◆ EXERCISE OBJECTIVE ◆
In full and word for word, return the listing that follows.

◆ DATA ◆
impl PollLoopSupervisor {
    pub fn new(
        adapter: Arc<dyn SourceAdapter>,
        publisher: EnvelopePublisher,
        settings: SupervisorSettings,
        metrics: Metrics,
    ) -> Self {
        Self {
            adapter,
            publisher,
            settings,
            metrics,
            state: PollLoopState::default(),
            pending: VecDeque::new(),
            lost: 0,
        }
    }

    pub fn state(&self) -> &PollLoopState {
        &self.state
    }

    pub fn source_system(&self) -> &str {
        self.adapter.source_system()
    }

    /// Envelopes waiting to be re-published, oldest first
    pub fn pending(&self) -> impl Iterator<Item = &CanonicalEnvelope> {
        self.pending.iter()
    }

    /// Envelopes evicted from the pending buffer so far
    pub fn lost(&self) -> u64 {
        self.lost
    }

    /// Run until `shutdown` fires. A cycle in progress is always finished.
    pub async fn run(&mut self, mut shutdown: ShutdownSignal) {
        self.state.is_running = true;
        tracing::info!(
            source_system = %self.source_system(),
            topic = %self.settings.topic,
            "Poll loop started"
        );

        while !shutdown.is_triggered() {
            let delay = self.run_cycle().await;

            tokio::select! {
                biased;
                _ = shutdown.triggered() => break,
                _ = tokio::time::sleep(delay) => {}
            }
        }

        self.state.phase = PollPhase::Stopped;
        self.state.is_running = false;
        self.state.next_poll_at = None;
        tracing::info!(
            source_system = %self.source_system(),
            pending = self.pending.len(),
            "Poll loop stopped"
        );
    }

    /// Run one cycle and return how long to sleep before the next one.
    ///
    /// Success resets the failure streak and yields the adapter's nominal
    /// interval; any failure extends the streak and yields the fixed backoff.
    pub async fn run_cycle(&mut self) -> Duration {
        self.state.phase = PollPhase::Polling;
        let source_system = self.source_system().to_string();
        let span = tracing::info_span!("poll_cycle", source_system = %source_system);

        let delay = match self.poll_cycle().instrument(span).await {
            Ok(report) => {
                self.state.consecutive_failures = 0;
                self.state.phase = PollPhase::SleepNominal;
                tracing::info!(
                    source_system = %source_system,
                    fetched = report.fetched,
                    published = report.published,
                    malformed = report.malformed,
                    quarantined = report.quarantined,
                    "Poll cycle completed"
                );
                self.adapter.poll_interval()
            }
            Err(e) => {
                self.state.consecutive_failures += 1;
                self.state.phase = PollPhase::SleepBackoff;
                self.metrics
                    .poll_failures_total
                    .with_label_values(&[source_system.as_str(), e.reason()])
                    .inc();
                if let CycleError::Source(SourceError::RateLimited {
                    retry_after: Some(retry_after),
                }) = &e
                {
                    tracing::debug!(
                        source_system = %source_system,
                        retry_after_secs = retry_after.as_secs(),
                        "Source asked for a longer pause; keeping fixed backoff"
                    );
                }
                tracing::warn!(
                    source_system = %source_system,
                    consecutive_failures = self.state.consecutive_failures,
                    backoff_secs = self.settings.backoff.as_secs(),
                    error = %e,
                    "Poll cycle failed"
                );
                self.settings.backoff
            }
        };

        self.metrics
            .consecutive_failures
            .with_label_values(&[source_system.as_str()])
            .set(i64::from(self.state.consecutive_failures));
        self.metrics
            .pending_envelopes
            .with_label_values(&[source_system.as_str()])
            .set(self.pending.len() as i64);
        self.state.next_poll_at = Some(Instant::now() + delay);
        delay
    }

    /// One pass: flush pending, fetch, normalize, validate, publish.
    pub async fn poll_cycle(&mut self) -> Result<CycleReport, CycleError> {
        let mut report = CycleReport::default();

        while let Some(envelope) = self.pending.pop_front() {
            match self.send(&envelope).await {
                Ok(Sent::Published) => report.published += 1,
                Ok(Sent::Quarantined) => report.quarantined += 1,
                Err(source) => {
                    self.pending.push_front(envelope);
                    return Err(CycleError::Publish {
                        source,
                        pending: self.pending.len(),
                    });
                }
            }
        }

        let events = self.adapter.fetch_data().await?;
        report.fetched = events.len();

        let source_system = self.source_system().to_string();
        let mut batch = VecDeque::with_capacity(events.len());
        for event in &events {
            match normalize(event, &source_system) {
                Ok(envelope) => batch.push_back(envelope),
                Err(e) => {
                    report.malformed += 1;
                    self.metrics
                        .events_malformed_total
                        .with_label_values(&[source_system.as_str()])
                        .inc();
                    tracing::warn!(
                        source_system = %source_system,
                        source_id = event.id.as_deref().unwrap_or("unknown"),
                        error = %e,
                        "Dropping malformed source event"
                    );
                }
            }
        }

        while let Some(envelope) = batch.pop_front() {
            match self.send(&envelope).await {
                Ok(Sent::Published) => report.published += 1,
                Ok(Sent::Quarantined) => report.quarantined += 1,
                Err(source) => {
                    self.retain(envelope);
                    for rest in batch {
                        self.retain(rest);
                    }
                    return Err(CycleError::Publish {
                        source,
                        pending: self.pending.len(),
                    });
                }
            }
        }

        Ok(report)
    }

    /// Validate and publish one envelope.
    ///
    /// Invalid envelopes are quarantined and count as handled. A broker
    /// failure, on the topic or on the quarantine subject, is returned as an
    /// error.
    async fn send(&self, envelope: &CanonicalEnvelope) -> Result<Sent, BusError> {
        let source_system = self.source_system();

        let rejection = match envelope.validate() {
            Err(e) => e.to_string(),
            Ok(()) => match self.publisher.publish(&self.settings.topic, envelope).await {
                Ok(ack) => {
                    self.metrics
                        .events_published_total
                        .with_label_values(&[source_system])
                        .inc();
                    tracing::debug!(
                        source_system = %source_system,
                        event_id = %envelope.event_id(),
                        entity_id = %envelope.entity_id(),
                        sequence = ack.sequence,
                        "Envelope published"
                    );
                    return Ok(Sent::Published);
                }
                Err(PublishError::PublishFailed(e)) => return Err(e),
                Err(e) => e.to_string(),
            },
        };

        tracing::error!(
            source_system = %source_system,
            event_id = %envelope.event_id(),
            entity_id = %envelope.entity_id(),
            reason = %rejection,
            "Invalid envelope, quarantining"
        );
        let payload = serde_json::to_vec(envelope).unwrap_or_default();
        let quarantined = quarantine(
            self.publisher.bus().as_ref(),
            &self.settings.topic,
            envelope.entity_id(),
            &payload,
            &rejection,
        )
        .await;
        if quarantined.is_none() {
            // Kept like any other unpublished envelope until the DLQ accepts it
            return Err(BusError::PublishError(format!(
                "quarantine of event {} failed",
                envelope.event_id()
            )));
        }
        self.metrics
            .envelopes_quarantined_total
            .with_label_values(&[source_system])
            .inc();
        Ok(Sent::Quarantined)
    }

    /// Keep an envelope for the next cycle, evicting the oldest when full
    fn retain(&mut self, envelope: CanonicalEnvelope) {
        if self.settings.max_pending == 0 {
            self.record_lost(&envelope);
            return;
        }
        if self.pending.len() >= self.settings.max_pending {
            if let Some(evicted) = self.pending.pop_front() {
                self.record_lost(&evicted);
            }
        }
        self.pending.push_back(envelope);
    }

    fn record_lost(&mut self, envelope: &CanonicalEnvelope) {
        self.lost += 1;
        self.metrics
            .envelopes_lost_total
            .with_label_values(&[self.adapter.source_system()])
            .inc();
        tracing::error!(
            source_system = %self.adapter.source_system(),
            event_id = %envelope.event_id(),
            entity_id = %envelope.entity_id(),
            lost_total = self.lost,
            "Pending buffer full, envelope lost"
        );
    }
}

◆ ANSWER SPACE ◆
impl PollLoopSupervisor {
    pub fn new(
        adapter: Arc<dyn SourceAdapter>,
        publisher: EnvelopePublisher,
        settings: SupervisorSettings,
        metrics: Metrics,
    ) -> Self {
        Self {
            adapter,
            publisher,
            settings,
            metrics,
            state: PollLoopState::default(),
            pending: VecDeque::new(),
            lost: 0,
        }
    }

    pub fn state(&self) -> &PollLoopState {
        &self.state
    }

    pub fn source_system(&self) -> &str {
        self.adapter.source_system()
    }

    /// Envelopes waiting to be re-published, oldest first
    pub fn pending(&self) -> impl Iterator<Item = &CanonicalEnvelope> {
        self.pending.iter()
    }

    /// Envelopes evicted from the pending buffer so far
    pub fn lost(&self) -> u64 {
        self.lost
    }

    /// Run until `shutdown` fires. A cycle in progress is always finished.
    pub async fn run(&mut self, mut shutdown: ShutdownSignal) {
        self.state.is_running = true;
        tracing::info!(
            source_system = %self.source_system(),
            topic = %self.settings.topic,
            "Poll loop started"
        );

        while !shutdown.is_triggered() {
            let delay = self.run_cycle().await;

            tokio::select! {
                biased;
                _ = shutdown.triggered() => break,
                _ = tokio::time::sleep(delay) => {}
            }
        }

        self.state.phase = PollPhase::Stopped;
        self.state.is_running = false;
        self.state.next_poll_at = None;
        tracing::info!(
            source_system = %self.source_system(),
            pending = self.pending.len(),
            "Poll loop stopped"
        );
    }

    /// Run one cycle and return how long to sleep before the next one.
    ///
    /// Success resets the failure streak and yields the adapter's nominal
    /// interval; any failure extends the streak and yields the fixed backoff.
    pub async fn run_cycle(&mut self) -> Duration {
        self.state.phase = PollPhase::Polling;
        let source_system = self.source_system().to_string();
        let span = tracing::info_span!("poll_cycle", source_system = %source_system);

        let delay = match self.poll_cycle().instrument(span).await {
            Ok(report) => {
                self.state.consecutive_failures = 0;
                self.state.phase = PollPhase::SleepNominal;
                tracing::info!(
                    source_system = %source_system,
                    fetched = report.fetched,
                    published = report.published,
                    malformed = report.malformed,
                    quarantined = report.quarantined,
                    "Poll cycle completed"
                );
                self.adapter.poll_interval()
            }
            Err(e) => {
                self.state.consecutive_failures += 1;
                self.state.phase = PollPhase::SleepBackoff;
                self.metrics
                    .poll_failures_total
                    .with_label_values(&[source_system.as_str(), e.reason()])
                    .inc();
                if let CycleError::Source(SourceError::RateLimited {
                    retry_after: Some(retry_after),
                }) = &e
                {
                    tracing::debug!(
                        source_system = %source_system,
                        retry_after_secs = retry_after.as_secs(),
                        "Source asked for a longer pause; keeping fixed backoff"
                    );
                }
                tracing::warn!(
                    source_system = %source_system,
                    consecutive_failures = self.state.consecutive_failures,
                    backoff_secs = self.settings.backoff.as_secs(),
                    error = %e,
                    "Poll cycle failed"
                );
                self.settings.backoff
            }
        };

        self.metrics
            .consecutive_failures
            .with_label_values(&[source_system.as_str()])
            .set(i64::from(self.state.consecutive_failures));
        self.metrics
            .pending_envelopes
            .with_label_values(&[source_system.as_str()])
            .set(self.pending.len() as i64);
        self.state.next_poll_at = Some(Instant::now() + delay);
        delay
    }

    /// One pass: flush pending, fetch, normalize, validate, publish.
    pub async fn poll_cycle(&mut self) -> Result<CycleReport, CycleError> {
        let mut report = CycleReport::default();

        while let Some(envelope) = self.pending.pop_front() {
            match self.send(&envelope).await {
                Ok(Sent::Published) => report.published += 1,
                Ok(Sent::Quarantined) => report.quarantined += 1,
                Err(source) => {
                    self.pending.push_front(envelope);
                    return Err(CycleError::Publish {
                        source,
                        pending: self.pending.len(),
                    });
                }
            }
        }

        let events = self.adapter.fetch_data().await?;
        report.fetched = events.len();

        let source_system = self.source_system().to_string();
        let mut batch = VecDeque::with_capacity(events.len());
        for event in &events {
            match normalize(event, &source_system) {
                Ok(envelope) => batch.push_back(envelope),
                Err(e) => {
                    report.malformed += 1;
                    self.metrics
                        .events_malformed_total
                        .with_label_values(&[source_system.as_str()])
                        .inc();
                    tracing::warn!(
                        source_system = %source_system,
                        source_id = event.id.as_deref().unwrap_or("unknown"),
                        error = %e,
                        "Dropping malformed source event"
                    );
                }
            }
        }

        while let Some(envelope) = batch.pop_front() {
            match self.send(&envelope).await {
                Ok(Sent::Published) => report.published += 1,
                Ok(Sent::Quarantined) => report.quarantined += 1,
                Err(source) => {
                    self.retain(envelope);
                    for rest in batch {
                        self.retain(rest);
                    }
                    return Err(CycleError::Publish {
                        source,
                        pending: self.pending.len(),
                    });
                }
            }
        }

        Ok(report)
    }

    /// Validate and publish one envelope.
    ///
    /// Invalid envelopes are quarantined and count as handled. A broker
    /// failure, on the topic or on the quarantine subject, is returned as an
    /// error.
    async fn send(&self, envelope: &CanonicalEnvelope) -> Result<Sent, BusError> {
        let source_system = self.source_system();

        let rejection = match envelope.validate() {
            Err(e) => e.to_string(),
            Ok(()) => match self.publisher.publish(&self.settings.topic, envelope).await {
                Ok(ack) => {
                    self.metrics
                        .events_published_total
                        .with_label_values(&[source_system])
                        .inc();
                    tracing::debug!(
                        source_system = %source_system,
                        event_id = %envelope.event_id(),
                        entity_id = %envelope.entity_id(),
                        sequence = ack.sequence,
                        "Envelope published"
                    );
                    return Ok(Sent::Published);
                }
                Err(PublishError::PublishFailed(e)) => return Err(e),
                Err(e) => e.to_string(),
            },
        };

        tracing::error!(
            source_system = %source_system,
            event_id = %envelope.event_id(),
            entity_id = %envelope.entity_id(),
            reason = %rejection,
            "Invalid envelope, quarantining"
        );
        let payload = serde_json::to_vec(envelope).unwrap_or_default();
        let quarantined = quarantine(
            self.publisher.bus().as_ref(),
            &self.settings.topic,
            envelope.entity_id(),
            &payload,
            &rejection,
        )
        .await;
        if quarantined.is_none() {
            // Kept like any other unpublished envelope until the DLQ accepts it
            return Err(BusError::PublishError(format!(
                "quarantine of event {} failed",
                envelope.event_id()
            )));
        }
        self.metrics
            .envelopes_quarantined_total
            .with_label_values(&[source_system])
            .inc();
        Ok(Sent::Quarantined)
    }

    /// Keep an envelope for the next cycle, evicting the oldest when full
    fn retain(&mut self, envelope: CanonicalEnvelope) {
        if self.settings.max_pending == 0 {
            self.record_lost(&envelope);
            return;
        }
        if self.pending.len() >= self.settings.max_pending {
            if let Some(evicted) = self.pending.pop_front() {
                self.record_lost(&evicted);
            }
        }
        self.pending.push_back(envelope);
    }

    fn record_lost(&mut self, envelope: &CanonicalEnvelope) {
        self.lost += 1;
        self.metrics
            .envelopes_lost_total
            .with_label_values(&[self.adapter.source_system()])
            .inc();
        tracing::error!(
            source_system = %self.adapter.source_system(),
            event_id = %envelope.event_id(),
            entity_id = %envelope.entity_id(),
            lost_total = self.lost,
            "Pending buffer full, envelope lost"
        );
    }
}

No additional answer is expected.